American writer (born 1988)

Kaleb Nation (born September 16, 1988) is an American writer, executive producer, and YouTube personality. He currently resides in Los Angeles, California.

==Writing career==

===2009–2010===
Nation began writing his first novel at the age of 14 on the night of March 3, 2003. Following six years of writing, Nation's novel Bran Hambric: The Farfield Curse was published by Sourcebooks and Scholastic on September 9, 2009, in the United States, the United Kingdom, and Canada. The book was translated into Portuguese by Panini Brazil and into Russian by Eksmo under the author name "Kaleb Neyshn".

In 2010, the second book in the "Bran Hambric" series was published, titled Bran Hambric: The Specter Key.

===2011–2014===
In November 2011, Nation completed his first novel for young adults. The book was called a "supernatural conspiracy theory novel". Harken was published on January 13, 2013.

===2019–present===
In 2019, Nation was named executive producer of Ask Dr. Drew, a live streaming program hosted by Drew Pinsky. Nation is credited as the producer of over 400 episodes of Ask Dr. Drew.

== Television ==

On January 30, 2014, Nation appeared in a segment of the nightly TV news program Dr. Drew On Call on HLN called "Hooked: Social Media Stars." He was later added as a regular commentator focussing on social media trends. Following this appearance, Nation and Drew Pinsky began to collaborate on media projects, including the launch of Pinsky's live streaming series Ask Dr. Drew in 2019.

In June 2015, Nation and his fiancée Taylor Elizabeth were featured on Good Morning America for a segment about online relationships.

On January 8, 2016, Nation appeared in an episode of TLC's Say Yes to the Dress: Atlanta titled "A Little Sparkle Goes a Long Way" featuring his wedding to fellow YouTube personality Taylor Elizabeth.

== Radio ==

Nation hosted his first radio show at age 13 in Austin, Texas, under the pseudonym Kaleb Krew. By age 17, Nation's show was nationally syndicated and broadcast in over 20 states and countries. The show ended in 2009 after Nation's first novel was published.

== YouTube ==

Nation began his career as a viral video producer on YouTube in 2009. As of October 2013, Nation's YouTube channel "kalebnation" has 74,000 subscribers and 49 million video views.
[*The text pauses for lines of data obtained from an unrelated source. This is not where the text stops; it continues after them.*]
// Copyright 2021-2025 Andrew Conway.
// This file is part of ConcreteSTV.
// ConcreteSTV is free software: you can redistribute it and/or modify it under the terms of the GNU Affero General Public License as published by the Free Software Foundation, either version 3 of the License, or (at your option) any later version.
// ConcreteSTV is distributed in the hope that it will be useful, but WITHOUT ANY WARRANTY; without even the implied warranty of MERCHANTABILITY or FITNESS FOR A PARTICULAR PURPOSE.  See the GNU Affero General Public License for more details.
// You should have received a copy of the GNU Affero General Public License along with ConcreteSTV.  If not, see <https://www.gnu.org/licenses/>.


//! A (possibly tied) preference order over all candidates, and how many people cast it.

use std::collections::HashMap;
use std::fmt::{Display, Formatter};
use std::num::ParseIntError;
use std::str::FromStr;
use serde::{Deserialize,Serialize};
use thiserror::Error;
use crate::ballot_metadata::CandidateIndex;

/// A ranking of candidates. Several candidates may share a rank position.
#[derive(Clone,Debug,Serialize,Deserialize,PartialEq,Eq)]
pub struct Preference {
    /// ranks[0] holds the candidates at rank position 1, the most preferred.
    /// More than one candidate in an entry means the voter ranked them equally.
    pub ranks : Vec<Vec<CandidateIndex>>,
    /// Number of people who voted in this way.
    pub n : usize,
}

impl Preference {
    /// A preference with no ties, most preferred first.
    pub fn strict(candidates:&[CandidateIndex],n:usize) -> Self {
        Preference{ ranks: candidates.iter().map(|c|vec![*c]).collect(), n }
    }

    /// Build from a candidate -> rank position map. Only the relative order of positions
    /// matters, so positions 1,3,3 are treated as 1,2,2.
    pub fn from_rank_map(rank_map:&HashMap<CandidateIndex,usize>,n:usize) -> Self {
        let mut by_position : Vec<(usize,CandidateIndex)> = rank_map.iter().map(|(c,p)|(*p,*c)).collect();
        by_position.sort();
        let mut ranks : Vec<Vec<CandidateIndex>> = vec![];
        let mut last_position : Option<usize> = None;
        for (position,candidate) in by_position {
            if last_position==Some(position) {
                if let Some(tied) = ranks.last_mut() { tied.push(candidate); }
            } else {
                ranks.push(vec![candidate]);
                last_position=Some(position);
            }
        }
        Preference{ranks,n}
    }

    /// The number of distinct rank positions used.
    pub fn num_positions(&self) -> usize { self.ranks.len() }

    /// The candidates at a given rank position, 1 being most preferred.
    /// Empty if the position is 0 or past the last position.
    pub fn candidates_at_rank(&self,position:usize) -> &[CandidateIndex] {
        if position==0 { &[] } else { self.ranks.get(position-1).map(|v|v.as_slice()).unwrap_or(&[]) }
    }

    /// The rank position of a candidate, 1 being most preferred.
    pub fn rank_of(&self,candidate:CandidateIndex) -> Option<usize> {
        self.ranks.iter().position(|tied|tied.contains(&candidate)).map(|i|i+1)
    }

    /// candidate -> rank position, 1 being most preferred.
    pub fn rank_map(&self) -> HashMap<CandidateIndex,usize> {
        let mut res = HashMap::new();
        for (i,tied) in self.ranks.iter().enumerate() {
            for &c in tied { res.insert(c,i+1); }
        }
        res
    }

    /// All candidates mentioned, most preferred first.
    pub fn candidates(&self) -> impl Iterator<Item=CandidateIndex> + '_ {
        self.ranks.iter().flat_map(|tied|tied.iter().cloned())
    }

    /// Find the most preferred rank position that contains at least one continuing candidate.
    /// Returns the position (1 based) and everyone at that position, continuing or not.
    /// None if the vote is exhausted.
    pub fn top_continuing<F:Fn(CandidateIndex)->bool>(&self,is_continuing:F) -> Option<(usize,&[CandidateIndex])> {
        self.ranks.iter().enumerate().find(|(_,tied)|tied.iter().any(|&c|is_continuing(c))).map(|(i,tied)|(i+1,tied.as_slice()))
    }

    /// Same preference with each tied group sorted, so that equal preferences compare equal.
    pub fn canonical(&self) -> Self {
        Preference{ ranks: self.ranks.iter().map(|tied|{ let mut tied = tied.clone(); tied.sort(); tied }).collect(), n: self.n }
    }
}

/// Text form `n*a,b,c` where n is the number of voters and a,b,c candidate indices, most preferred first.
/// Candidates ranked equally are put in braces, e.g. `3*0,{1,2}` means 3 voters put candidate 0 first and tied 1 and 2 for second.
impl Display for Preference {
    fn fmt(&self, f: &mut Formatter<'_>) -> std::fmt::Result {
        write!(f,"{}*",self.n)?;
        for (i,tied) in self.ranks.iter().enumerate() {
            if i>0 { write!(f,",")?; }
            if tied.len()==1 { write!(f,"{}",tied[0])?; }
            else { write!(f,"{{{}}}",tied.iter().map(|c|c.to_string()).collect::<Vec<_>>().join(","))?; }
        }
        Ok(())
    }
}

#[derive(Error,Debug,Clone,PartialEq,Eq)]
pub enum ParsePreferenceError {
    #[error("Expecting n*preferences, no * found")]
    NoTimes,
    #[error("Could not parse integer : {0}")]
    NotInteger(#[from] ParseIntError),
    #[error("Unbalanced braces in preference list")]
    UnbalancedBraces,
    #[error("Empty rank position in preference list")]
    EmptyPosition,
}

impl FromStr for Preference {
    type Err = ParsePreferenceError;

    fn from_str(s: &str) -> Result<Self, Self::Err> {
        let (n,prefs) = s.split_once('*').ok_or(ParsePreferenceError::NoTimes)?;
        let n : usize = n.trim().parse()?;
        let mut ranks : Vec<Vec<CandidateIndex>> = vec![];
        let prefs = prefs.trim();
        if prefs.is_empty() { return Ok(Preference{ranks,n}); }
        // candidates seen so far inside an unfinished {...} group.
        let mut group : Option<Vec<CandidateIndex>> = None;
        for field in prefs.split(',') {
            let field = field.trim();
            let (opens,field) = match field.strip_prefix('{') { Some(rest) => (true,rest), None => (false,field) };
            let (closes,field) = match field.strip_suffix('}') { Some(rest) => (true,rest), None => (false,field) };
            if field.is_empty() { return Err(ParsePreferenceError::EmptyPosition); }
            let candidate : CandidateIndex = field.parse()?;
            if opens {
                if group.is_some() { return Err(ParsePreferenceError::UnbalancedBraces); }
                group = Some(vec![]);
            }
            match group.take() {
                Some(mut tied) => {
                    tied.push(candidate);
                    if closes { ranks.push(tied); } else { group=Some(tied); }
                }
                None => {
                    if closes { return Err(ParsePreferenceError::UnbalancedBraces); }
                    ranks.push(vec![candidate]);
                }
            }
        }
        if group.is_some() { return Err(ParsePreferenceError::UnbalancedBraces); }
        Ok(Preference{ranks,n})
    }
}

/// A utility for building up a preference list and merging duplicate votes.
#[derive(Default)]
pub struct UniquePreferenceBuilder {
    preferences : HashMap<Vec<Vec<CandidateIndex>>,usize>,
}

impl UniquePreferenceBuilder {
    /// Add a single vote with a given ranking
    pub fn add(&mut self,ranks:Vec<Vec<CandidateIndex>>) {
        self.add_vote(Preference{ ranks, n: 1 });
    }
    pub fn add_vote(&mut self,vote:Preference) {
        let vote = vote.canonical();
        *self.preferences.entry(vote.ranks).or_insert(0)+=vote.n;
    }
    /// Convert to a list of preferences, sorted by ranking so the result is repeatable.
    pub fn to_preferences(self) -> Vec<Preference> {
        let mut res : Vec<Preference> = self.preferences.into_iter().map(|(ranks,n)|Preference{ ranks, n }).collect();
        res.sort_by(|a,b|a.ranks.cmp(&b.ranks));
        res
    }
}

#[cfg(test)]
mod tests {
    use super::*;

    fn c(i:usize) -> CandidateIndex { CandidateIndex(i) }

    #[test]
    fn test_lookups() {
        let p : Preference = "4*2,{0,3},1".parse().unwrap();
        assert_eq!(4,p.n);
        assert_eq!(3,p.num_positions());
        assert_eq!(&[c(2)],p.candidates_at_rank(1));
        assert_eq!(&[c(0),c(3)],p.candidates_at_rank(2));
        assert_eq!(&[c(1)],p.candidates_at_rank(3));
        assert!(p.candidates_at_rank(0).is_empty());
        assert!(p.candidates_at_rank(4).is_empty());
        assert_eq!(Some(2),p.rank_of(c(3)));
        assert_eq!(Some(1),p.rank_of(c(2)));
        assert_eq!(None,p.rank_of(c(7)));
        assert_eq!(vec![c(2),c(0),c(3),c(1)],p.candidates().collect::<Vec<_>>());
        assert_eq!("4*2,{0,3},1",p.to_string());
    }

    #[test]
    fn test_rank_map_round_trip() {
        let p : Preference = "1*{1,0},2".parse().unwrap();
        let map = p.rank_map();
        assert_eq!(Some(&1),map.get(&c(0)));
        assert_eq!(Some(&1),map.get(&c(1)));
        assert_eq!(Some(&2),map.get(&c(2)));
        assert_eq!(p.canonical(),Preference::from_rank_map(&map,1));
        // gaps in positions are irrelevant.
        let gappy : HashMap<CandidateIndex,usize> = [(c(0),1),(c(1),5),(c(2),5)].into_iter().collect();
        assert_eq!("7*0,{1,2}",Preference::from_rank_map(&gappy,7).to_string());
    }

    #[test]
    fn test_top_continuing() {
        let p : Preference = "1*0,{1,2},3".parse().unwrap();
        assert_eq!(Some((1,&[c(0)][..])),p.top_continuing(|_|true));
        assert_eq!(Some((2,&[c(1),c(2)][..])),p.top_continuing(|x|x!=c(0)));
        assert_eq!(Some((2,&[c(1),c(2)][..])),p.top_continuing(|x|x==c(2)));
        assert_eq!(Some((3,&[c(3)][..])),p.top_continuing(|x|x==c(3)));
        assert_eq!(None,p.top_continuing(|_|false));
    }

    #[test]
    fn test_parse_errors() {
        assert_eq!(Err(ParsePreferenceError::NoTimes),"0,1".parse::<Preference>());
        assert_eq!(Err(ParsePreferenceError::UnbalancedBraces),"1*{0,1".parse::<Preference>());
        assert_eq!(Err(ParsePreferenceError::UnbalancedBraces),"1*0,1}".parse::<Preference>());
        assert_eq!(Err(ParsePreferenceError::EmptyPosition),"1*0,,1".parse::<Preference>());
        assert!(matches!("x*0".parse::<Preference>(),Err(ParsePreferenceError::NotInteger(_))));
        assert_eq!(Preference::strict(&[c(3)],2),"2*{3}".parse::<Preference>().unwrap());
    }

    #[test]
    fn test_unique_builder_merges_equivalent_ties() {
        let mut builder = UniquePreferenceBuilder::default();
        builder.add_vote("2*0,{1,2}".parse().unwrap());
        builder.add_vote("3*0,{2,1}".parse().unwrap());
        builder.add(vec![vec![c(1)],vec![c(0),c(2)]]);
        let merged = builder.to_preferences();
        assert_eq!(2,merged.len());
        assert_eq!("5*0,{1,2}",merged[0].to_string());
        assert_eq!("1*1,{0,2}",merged[1].to_string());
    }
}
His second channel "60SR" has over 18,000 subscribers and 12 million video views. In May 2012, Nation announced that his channel "60SR" had joined digital media company PMC to become a daily, 60-second entertainment web show. The show ended regular production in August 2013.

In 2011, Nation appeared on stage at YouTube convention Playlist Live with a panel of authors. He is a regular attendee of YouTube convention VidCon.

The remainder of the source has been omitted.